El Marketing emocional agita nuestros sentimientos hacia las marcas.

Toda marca busca dejar una huella en sus consumidores. En especial, cuando el mercado está bastante saturado con productos y servicios que se asemejan unos a otros. Ahora las marcas ya no solo buscan informar sobre lo que ofrecen, sino diferenciarse de su competencia. Y esto lo logran con la creación de lazos emocionales con sus consumidores.

A eso se denomina marketing emocional: inculcar sentimientos hacia nuestros productos/servicios para que generen actitudes favorables hacia la marca. Como se menciona en una investigación de la Universidad de León (2013), «el marketing emocional no busca enseñarnos las múltiples cualidades de un producto, sino agitarnos para sentir emociones y, sin darnos cuenta, desear ese producto”.

Estas estrategias de mercadeo se implementan con mucha frecuencia cuando se quiere agregar más valor a determinados productos que de por sí no resultan «deseables» o «especiales» para el público. Es decir, que llegan a poseer ciertas características no positivas, o que tienen características casi estandarizadas con los de la competencia. En estos casos, lo intangible (las emociones) arremete con mayor fuerza que los atributos palpables del producto.

Así pues, su uso influye tanto en la imagen que se cree de la marca y, por ende, en su reputación. Y una marca con buena reputación en el mercado es sinónimo de confianza hacia el cliente. (Leer también: Atraiga clientes, abrace la sencillez https://www.tobmagazine.com/009-atraiga-clientes-abrace-la-sencillez/).

¿Cómo se genera ese impacto en los consumidores?

Para que las marcas sean elegidas por los consumidores, estas deben estar provistas de una identidad propia. Una marca no es solo el logotipo, el nombre, o la imagen de la empresa; una marca es la creación de una personalidad. La identidad es lo que tú eres, lo que te hace único, lo que te diferencia.

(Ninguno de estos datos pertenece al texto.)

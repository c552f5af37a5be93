//! Fake I/O example
//!
//! Simulates a request handler whose response waits on slow I/O: each
//! request defers a random 100-200ms, then the delayed callback submits
//! "write response" to the worker pool.
//!
//! # Environment Variables
//!
//! - `DTASK_LOG=debug` - Log filter (EnvFilter syntax)
//! - `DTASK_NUM_WORKERS=4` - Worker threads
//! - `DTASK_QUEUE_FULL=timeout:500` - Backpressure policy
//! - `FAKE_IO_REQUESTS=200` - Number of simulated requests
//
// DTASK_LOG=debug FAKE_IO_REQUESTS=50 cargo run -p dtask-fake-io

use std::sync::atomic::{AtomicUsize, Ordering};
use std::sync::{Arc, Mutex};
use std::time::{Duration, Instant};

use dtask::{env_get, init_logging, DTaskResult, Scheduler, SchedulerConfig, TaskHandle};
use tracing::{debug, info, warn};

const IO_MIN: Duration = Duration::from_millis(100);
const IO_MAX: Duration = Duration::from_millis(200);

fn main() -> DTaskResult<()> {
    println!("=== dtask Fake I/O Example ===\n");
    init_logging();

    let requests: usize = env_get("FAKE_IO_REQUESTS", 200);
    let config = SchedulerConfig::from_env();
    println!(
        "workers={} capacity={} policy={:?} requests={}",
        config.num_workers, config.queue_capacity, config.queue_full, requests
    );

    let scheduler = Scheduler::new(config)?;
    let responses = Arc::new(AtomicUsize::new(0));
    let writes: Arc<Mutex<Vec<TaskHandle>>> = Arc::new(Mutex::new(Vec::with_capacity(requests)));
    let start = Instant::now();

    for request in 0..requests {
        let handle = scheduler.handle();
        let responses = Arc::clone(&responses);
        let writes = Arc::clone(&writes);
        scheduler.after_random(IO_MIN..IO_MAX, move || {
            debug!(request, "I/O complete");
            let submitted = handle.submit(move || {
                // "write response"
                std::thread::sleep(Duration::from_millis(1));
                responses.fetch_add(1, Ordering::Relaxed);
            });
            match submitted {
                Ok(write) => writes.lock().unwrap_or_else(|e| e.into_inner()).push(write),
                Err(e) => warn!(request, error = %e, "response dropped"),
            }
        })?;
    }
    info!(requests, "all requests accepted");

    if !scheduler.wait_idle(Duration::from_secs(30)) {
        warn!("timed out waiting for responses");
    }
    let elapsed = start.elapsed();
    let stats = scheduler.shutdown();
    let done = writes
        .lock()
        .unwrap_or_else(|e| e.into_inner())
        .iter()
        .filter(|w| w.is_done())
        .count();

    println!("\n=== Results ===");
    println!("Responses written: {}/{}", responses.load(Ordering::Relaxed), requests);
    println!("Writes done:       {}", done);
    println!("Elapsed:           {:?}", elapsed);
    println!("Timers fired:      {}", stats.timers_fired);
    println!("Pool completed:    {}", stats.pool.completed);
    println!("Pool rejected:     {}", stats.pool.rejected);
    if let Some(poller) = stats.poller {
        println!("Poller scans:      {}", poller.poll_count);
        println!("Largest batch:     {}", poller.max_batch_size);
        println!("Inline fallbacks:  {}", poller.inline_fallbacks);
    }
    Ok(())
}
impl SchedulerHandle {
    /// Run `callback` once `delay` has elapsed
    pub fn after<F>(&self, delay: Duration, callback: F) -> DTaskResult<TimerHandle>
    where
        F: FnOnce() + Send + 'static,
    {
        self.at(Instant::now() + delay, callback)
    }

    /// Run `callback` at or after `deadline`
    pub fn at<F>(&self, deadline: Instant, callback: F) -> DTaskResult<TimerHandle>
    where
        F: FnOnce() + Send + 'static,
    {
        let guard = Outstanding::new(&self.timers);
        let task: Task = Box::new(move || {
            let _guard = guard;
            callback();
        });
        self.queue.insert_at(deadline, task)
    }

    /// Run `callback` after a delay drawn uniformly from `range`
    ///
    /// An empty range uses `range.start`.
    pub fn after_random<F>(&self, range: Range<Duration>, callback: F) -> DTaskResult<TimerHandle>
    where
        F: FnOnce() + Send + 'static,
    {
        let delay = if range.is_empty() {
            range.start
        } else {
            rand::thread_rng().gen_range(range)
        };
        self.after(delay, callback)
    }

    /// Cancel a timer that has not fired yet
    pub fn cancel(&self, handle: TimerHandle) -> bool {
        self.queue.cancel(handle)
    }

    /// Submit to the worker pool per the configured queue-full policy
    pub fn submit<F>(&self, item: F) -> DTaskResult<TaskHandle>
    where
        F: FnOnce() + Send + 'static,
    {
        self.pool.submit(item)
    }

    /// Submit without blocking; `QueueFull` at capacity
    pub fn try_submit<F>(&self, item: F) -> DTaskResult<TaskHandle>
    where
        F: FnOnce() + Send + 'static,
    {
        self.pool.try_submit(item)
    }

    /// Submit work producing a value
    pub fn submit_with_result<T, F>(&self, item: F) -> DTaskResult<ResultHandle<T>>
    where
        T: Send + 'static,
        F: FnOnce() -> T + Send + 'static,
    {
        self.pool.submit_with_result(item)
    }

    /// Timers not yet fired
    pub fn pending_timers(&self) -> usize {
        self.queue.len()
    }
}

impl std::fmt::Debug for SchedulerHandle {
    fn fmt(&self, f: &mut std::fmt::Formatter<'_>) -> std::fmt::Result {
        f.debug_struct("SchedulerHandle")
            .field("queue", &self.queue)
            .field("pool", &self.pool)
            .finish()
    }
}

/// Counter snapshot across the delay queue, poller and pool
#[derive(Debug, Clone, Default, PartialEq, Eq)]
pub struct SchedulerStats {
    /// Timers waiting for their deadline
    pub timers_pending: usize,
    pub timers_fired: u64,
    pub timers_cancelled: u64,
    /// Inserts refused by `max_pending_timers`
    pub timers_rejected: u64,
    /// Timers dropped unfired by shutdown
    pub timers_discarded: u64,
    pub pool: PoolStats,
    /// Poller counters; only known once the poller has stopped
    pub poller: Option<PollerStats>,
}

/// Deferred task scheduler
///
/// Owns one poller thread and `num_workers` worker threads. Dropping it
/// shuts down like [`Scheduler::shutdown`].
///
/// # Example
///
/// ```ignore
/// let scheduler = Scheduler::new(SchedulerConfig::from_env())?;
/// let handle = scheduler.handle();
/// scheduler.after(Duration::from_millis(100), move || {
///     handle.submit(|| println!("write response")).ok();
/// })?;
/// scheduler.wait_idle(Duration::from_secs(1));
/// let stats = scheduler.shutdown();
/// ```
pub struct Scheduler {
    handle: SchedulerHandle,
    poller: Option<PollerHandle>,
    fire_mode: FireMode,
    discarded: u64,
}

impl Scheduler {
    /// Validate `config` and start the poller and worker threads
    pub fn new(config: SchedulerConfig) -> DTaskResult<Self> {
        config.validate()?;

        let backend = create_backend(config.timer_backend, config.max_pending_timers);
        let queue = Arc::new(DelayQueue::new(backend));
        let pool = WorkerPool::new(PoolConfig::from(&config))?;

        let dispatch: Arc<dyn TimerDispatch> = match config.fire_mode {
            FireMode::Pool => Arc::new(PoolDispatch { pool: pool.clone() }),
            FireMode::Inline => Arc::new(InlineDispatch),
        };
        let poller_config = PollerConfig {
            strategy: config.poll_strategy,
            max_park: config.max_park,
            thread_name: format!("{}-poller", config.thread_prefix),
        };
        let poller = match spawn_poller(Arc::clone(&queue), dispatch, poller_config) {
            Ok(poller) => poller,
            Err(e) => {
                pool.shutdown();
                return Err(e);
            }
        };

        info!(
            workers = config.num_workers,
            capacity = config.queue_capacity,
            fire_mode = ?config.fire_mode,
            strategy = %config.poll_strategy,
            backend = queue.backend_name(),
            "scheduler started"
        );

        Ok(Scheduler {
            handle: SchedulerHandle {
                queue,
                pool,
                timers: Arc::new(TimerTracker::default()),
            },
            poller: Some(poller),
            fire_mode: config.fire_mode,
            discarded: 0,
        })
    }

    /// Cloneable handle for use inside callbacks
    pub fn handle(&self) -> SchedulerHandle {
        self.handle.clone()
    }

    /// Where due callbacks run
    pub fn fire_mode(&self) -> FireMode {
        self.fire_mode
    }

    /// Run `callback` once `delay` has elapsed
    pub fn after<F>(&self, delay: Duration, callback: F) -> DTaskResult<TimerHandle>
    where
        F: FnOnce() + Send + 'static,
    {
        self.handle.after(delay, callback)
    }

    /// Run `callback` at or after `deadline`
    pub fn at<F>(&self, deadline: Instant, callback: F) -> DTaskResult<TimerHandle>
    where
        F: FnOnce() + Send + 'static,
    {
        self.handle.at(deadline, callback)
    }

    /// Run `callback` after a delay drawn uniformly from `range`
    pub fn after_random<F>(&self, range: Range<Duration>, callback: F) -> DTaskResult<TimerHandle>
    where
        F: FnOnce() + Send + 'static,
    {
        self.handle.after_random(range, callback)
    }

    /// Cancel a timer that has not fired yet
    ///
    /// Returns false if it already fired, was cancelled, or never existed.
    pub fn cancel(&self, handle: TimerHandle) -> bool {
        self.handle.cancel(handle)
    }

    /// Submit to the worker pool per the configured queue-full policy
    pub fn submit<F>(&self, item: F) -> DTaskResult<TaskHandle>
    where
        F: FnOnce() + Send + 'static,
    {
        self.handle.submit(item)
    }

    /// Submit without blocking; `QueueFull` at capacity
    pub fn try_submit<F>(&self, item: F) -> DTaskResult<TaskHandle>
    where
        F: FnOnce() + Send + 'static,
    {
        self.handle.try_submit(item)
    }

    /// Submit work producing a value
    pub fn submit_with_result<T, F>(&self, item: F) -> DTaskResult<ResultHandle<T>>
    where
        T: Send + 'static,
        F: FnOnce() -> T + Send + 'static,
    {
        self.handle.submit_with_result(item)
    }

    /// Wait until no timer is outstanding and the pool is idle
    ///
    /// Returns false if `timeout` elapsed first.
    pub fn wait_idle(&self, timeout: Duration) -> bool {
        let deadline = Instant::now() + timeout;
        loop {
            if !self.handle.timers.wait_idle(deadline) {
                return false;
            }
            let remaining = deadline.saturating_duration_since(Instant::now());
            if !self.handle.pool.wait_idle(remaining) {
                return false;
            }
            // Pool work may have scheduled new timers.
            if self.handle.timers.is_idle() {
                return true;
            }
        }
    }

    /// Current counters
    pub fn stats(&self) -> SchedulerStats {
        let timers = self.handle.queue.stats();
        SchedulerStats {
            timers_pending: timers.pending,
            timers_fired: timers.total_fired,
            timers_cancelled: timers.total_cancelled,
            timers_rejected: timers.total_rejected,
            timers_discarded: self.discarded,
            pool: self.handle.pool.stats(),
            poller: None,
        }
    }

    /// Stop the poller and the workers
    ///
    /// Pending timers are discarded; queued pool work runs to completion.
    pub fn shutdown(mut self) -> SchedulerStats {
        self.stop()
    }

    fn stop(&mut self) -> SchedulerStats {
        let Some(poller) = self.poller.take() else {
            return self.stats();
        };

        let discarded = self.handle.queue.close();
        self.discarded = discarded.len() as u64;
        drop(discarded);

        let poller_stats = poller.shutdown();
        self.handle.pool.shutdown();

        let mut stats = self.stats();
        stats.poller = Some(poller_stats);
        debug!(
            fired = stats.timers_fired,
            discarded = stats.timers_discarded,
            completed = stats.pool.completed,
            "scheduler stopped"
        );
        stats
    }
}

El usuario debe sentir la necesidad de comprar la marca porque se identifica con ella, y no tanto por el producto en sí. Tal es el caso de Apple, por ejemplo. La compañía de la manzana ha creado una identidad que gira en torno a ‘la innovación y la simplicidad’ en sus productos para que los usuarios disfruten de la experiencia que estos les brindan. Así logró posicionarse como una marca emocional, porque en lugar de decir “te venderé un reproductor de mp3”, te dice “vive la experiencia de llevar tu música contigo”.

Otro aspecto fundamental es el servicio al cliente y como este servicio cumple con la promesa de marca, una experiencia de servicio positiva genera lealtad hacia la marca. En ocasiones, puede ser que un producto no satisfaga una necesidad como otro sí lo hace. Pero el hecho de saber que detrás de aquella marca hay alguien preocupado por el cliente, basta para que los consumidores la elijan entre otros similares en el mercado.

La experiencia de marca también juega un papel importante en este aspecto, porque no solo es el hecho de hacerles vivir la experiencia, sino de ayudarles a encontrarla. Ahí es cuando el servicio al cliente toma fuerza.  Bien dice el dicho: “El cliente no compra productos, sino que compra soluciones”. Y las soluciones inician cuando ayudamos al consumidor a establecer sus problemas (servicio al cliente) y culminan cuando los resolvemos (comprar nuestro producto).